■ **What the task requires**:
From the first line of the entries below, reproduce everything exactly through the line with "use crate::scene::Camera;", and nothing more.

■ **The input**:
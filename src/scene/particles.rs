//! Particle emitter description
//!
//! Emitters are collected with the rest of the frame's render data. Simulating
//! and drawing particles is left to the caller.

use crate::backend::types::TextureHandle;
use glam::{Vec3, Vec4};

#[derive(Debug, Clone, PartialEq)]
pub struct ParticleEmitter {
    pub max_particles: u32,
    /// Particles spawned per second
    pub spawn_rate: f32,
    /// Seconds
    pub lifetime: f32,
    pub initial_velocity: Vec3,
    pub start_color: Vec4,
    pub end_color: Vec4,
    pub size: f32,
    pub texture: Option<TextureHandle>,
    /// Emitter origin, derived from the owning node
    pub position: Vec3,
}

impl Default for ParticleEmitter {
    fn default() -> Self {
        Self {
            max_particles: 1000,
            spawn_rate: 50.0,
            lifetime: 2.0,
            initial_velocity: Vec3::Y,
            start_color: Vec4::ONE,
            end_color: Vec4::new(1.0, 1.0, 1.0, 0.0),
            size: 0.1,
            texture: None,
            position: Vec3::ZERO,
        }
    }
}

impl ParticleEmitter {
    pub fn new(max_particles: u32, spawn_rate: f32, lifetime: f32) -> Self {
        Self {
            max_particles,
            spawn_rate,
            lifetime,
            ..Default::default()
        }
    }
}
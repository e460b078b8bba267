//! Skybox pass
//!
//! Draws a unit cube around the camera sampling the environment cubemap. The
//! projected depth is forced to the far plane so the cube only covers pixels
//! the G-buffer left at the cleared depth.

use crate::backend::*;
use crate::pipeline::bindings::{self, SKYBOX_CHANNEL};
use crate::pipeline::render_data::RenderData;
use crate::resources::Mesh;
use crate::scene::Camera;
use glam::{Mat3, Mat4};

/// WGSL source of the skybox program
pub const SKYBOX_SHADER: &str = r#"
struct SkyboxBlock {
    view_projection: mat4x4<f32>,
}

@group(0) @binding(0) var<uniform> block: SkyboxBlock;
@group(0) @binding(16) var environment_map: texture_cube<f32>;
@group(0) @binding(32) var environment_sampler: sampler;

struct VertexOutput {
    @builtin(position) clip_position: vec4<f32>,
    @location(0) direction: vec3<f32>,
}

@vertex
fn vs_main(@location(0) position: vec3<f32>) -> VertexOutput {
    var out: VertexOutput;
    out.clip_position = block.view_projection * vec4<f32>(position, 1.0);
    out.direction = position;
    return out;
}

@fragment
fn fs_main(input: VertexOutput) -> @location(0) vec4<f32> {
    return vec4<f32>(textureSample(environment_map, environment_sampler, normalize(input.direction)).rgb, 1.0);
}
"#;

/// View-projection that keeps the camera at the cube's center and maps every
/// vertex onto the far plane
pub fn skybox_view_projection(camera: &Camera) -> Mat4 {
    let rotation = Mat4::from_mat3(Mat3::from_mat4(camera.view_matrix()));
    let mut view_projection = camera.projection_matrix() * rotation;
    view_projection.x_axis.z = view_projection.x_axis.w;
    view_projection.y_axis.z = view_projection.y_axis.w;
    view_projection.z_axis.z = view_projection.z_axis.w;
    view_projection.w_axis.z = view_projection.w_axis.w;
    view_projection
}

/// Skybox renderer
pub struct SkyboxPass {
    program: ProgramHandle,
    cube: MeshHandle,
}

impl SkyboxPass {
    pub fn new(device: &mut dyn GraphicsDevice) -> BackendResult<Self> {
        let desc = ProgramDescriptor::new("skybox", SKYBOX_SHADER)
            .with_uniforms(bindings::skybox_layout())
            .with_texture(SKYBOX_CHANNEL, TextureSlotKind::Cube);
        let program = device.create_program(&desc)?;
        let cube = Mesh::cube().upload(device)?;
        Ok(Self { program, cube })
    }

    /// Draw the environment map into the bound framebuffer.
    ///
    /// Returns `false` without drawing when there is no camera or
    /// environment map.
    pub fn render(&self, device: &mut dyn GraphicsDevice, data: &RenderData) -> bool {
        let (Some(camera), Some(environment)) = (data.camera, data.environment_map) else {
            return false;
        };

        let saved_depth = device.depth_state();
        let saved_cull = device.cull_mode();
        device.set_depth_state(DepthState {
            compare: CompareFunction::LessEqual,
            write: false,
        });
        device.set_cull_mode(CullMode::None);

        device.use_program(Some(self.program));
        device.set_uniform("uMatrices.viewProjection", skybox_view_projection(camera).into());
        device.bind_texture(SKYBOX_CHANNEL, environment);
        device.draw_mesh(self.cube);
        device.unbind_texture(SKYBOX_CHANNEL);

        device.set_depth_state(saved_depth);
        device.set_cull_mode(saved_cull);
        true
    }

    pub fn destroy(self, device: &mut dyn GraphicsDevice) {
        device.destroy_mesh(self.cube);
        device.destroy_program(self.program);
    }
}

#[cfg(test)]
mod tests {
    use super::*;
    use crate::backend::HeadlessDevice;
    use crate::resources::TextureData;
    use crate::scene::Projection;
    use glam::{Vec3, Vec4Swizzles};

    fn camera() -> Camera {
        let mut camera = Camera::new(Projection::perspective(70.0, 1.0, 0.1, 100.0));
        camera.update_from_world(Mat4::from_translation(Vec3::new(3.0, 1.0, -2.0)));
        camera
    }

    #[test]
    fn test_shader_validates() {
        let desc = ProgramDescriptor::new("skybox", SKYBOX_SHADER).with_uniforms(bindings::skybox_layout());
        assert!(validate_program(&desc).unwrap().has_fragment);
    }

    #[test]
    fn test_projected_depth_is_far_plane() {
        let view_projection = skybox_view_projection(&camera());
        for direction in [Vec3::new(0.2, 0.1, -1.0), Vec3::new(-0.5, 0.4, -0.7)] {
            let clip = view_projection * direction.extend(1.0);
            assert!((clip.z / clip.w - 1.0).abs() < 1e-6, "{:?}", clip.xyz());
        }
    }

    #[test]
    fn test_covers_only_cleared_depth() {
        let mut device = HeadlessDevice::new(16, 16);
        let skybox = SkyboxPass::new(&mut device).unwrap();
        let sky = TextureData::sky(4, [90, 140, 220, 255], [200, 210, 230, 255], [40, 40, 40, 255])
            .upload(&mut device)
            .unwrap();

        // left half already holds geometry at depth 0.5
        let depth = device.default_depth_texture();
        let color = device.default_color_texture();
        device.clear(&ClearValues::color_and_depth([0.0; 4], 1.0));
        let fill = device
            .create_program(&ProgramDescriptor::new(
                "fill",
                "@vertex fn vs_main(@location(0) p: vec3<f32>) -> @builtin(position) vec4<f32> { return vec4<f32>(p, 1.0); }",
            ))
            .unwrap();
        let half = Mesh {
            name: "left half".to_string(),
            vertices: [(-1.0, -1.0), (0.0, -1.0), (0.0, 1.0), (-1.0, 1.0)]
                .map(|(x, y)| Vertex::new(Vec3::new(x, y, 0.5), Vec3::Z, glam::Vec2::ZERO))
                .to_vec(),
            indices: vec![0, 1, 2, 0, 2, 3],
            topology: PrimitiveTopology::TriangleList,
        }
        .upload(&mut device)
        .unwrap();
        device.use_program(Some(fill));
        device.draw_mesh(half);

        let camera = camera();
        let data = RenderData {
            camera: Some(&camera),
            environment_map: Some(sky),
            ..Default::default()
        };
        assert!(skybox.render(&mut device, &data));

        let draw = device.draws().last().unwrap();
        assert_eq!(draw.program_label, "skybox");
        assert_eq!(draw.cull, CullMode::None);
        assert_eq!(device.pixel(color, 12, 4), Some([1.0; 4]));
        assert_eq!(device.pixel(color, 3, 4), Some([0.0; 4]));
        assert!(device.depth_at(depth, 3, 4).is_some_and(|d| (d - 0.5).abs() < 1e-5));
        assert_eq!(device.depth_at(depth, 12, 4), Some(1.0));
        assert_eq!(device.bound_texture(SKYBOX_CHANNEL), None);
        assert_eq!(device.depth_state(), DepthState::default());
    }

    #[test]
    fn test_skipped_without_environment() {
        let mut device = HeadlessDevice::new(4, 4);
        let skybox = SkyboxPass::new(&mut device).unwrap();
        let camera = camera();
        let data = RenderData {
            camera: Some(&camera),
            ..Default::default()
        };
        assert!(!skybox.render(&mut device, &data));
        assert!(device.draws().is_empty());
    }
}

■ **Expected output**:
filename src/scene/particles.rs
//! Particle emitter description
//!
//! Emitters are collected with the rest of the frame's render data. Simulating
//! and drawing particles is left to the caller.

use crate::backend::types::TextureHandle;
use glam::{Vec3, Vec4};

#[derive(Debug, Clone, PartialEq)]
pub struct ParticleEmitter {
    pub max_particles: u32,
    /// Particles spawned per second
    pub spawn_rate: f32,
    /// Seconds
    pub lifetime: f32,
    pub initial_velocity: Vec3,
    pub start_color: Vec4,
    pub end_color: Vec4,
    pub size: f32,
    pub texture: Option<TextureHandle>,
    /// Emitter origin, derived from the owning node
    pub position: Vec3,
}

impl Default for ParticleEmitter {
    fn default() -> Self {
        Self {
            max_particles: 1000,
            spawn_rate: 50.0,
            lifetime: 2.0,
            initial_velocity: Vec3::Y,
            start_color: Vec4::ONE,
            end_color: Vec4::new(1.0, 1.0, 1.0, 0.0),
            size: 0.1,
            texture: None,
            position: Vec3::ZERO,
        }
    }
}

impl ParticleEmitter {
    pub fn new(max_particles: u32, spawn_rate: f32, lifetime: f32) -> Self {
        Self {
            max_particles,
            spawn_rate,
            lifetime,
            ..Default::default()
        }
    }
}
repository e460b078b8bba267
//! Skybox pass
//!
//! Draws a unit cube around the camera sampling the environment cubemap. The
//! projected depth is forced to the far plane so the cube only covers pixels
//! the G-buffer left at the cleared depth.

use crate::backend::*;
use crate::pipeline::bindings::{self, SKYBOX_CHANNEL};
use crate::pipeline::render_data::RenderData;
use crate::resources::Mesh;
use crate::scene::Camera;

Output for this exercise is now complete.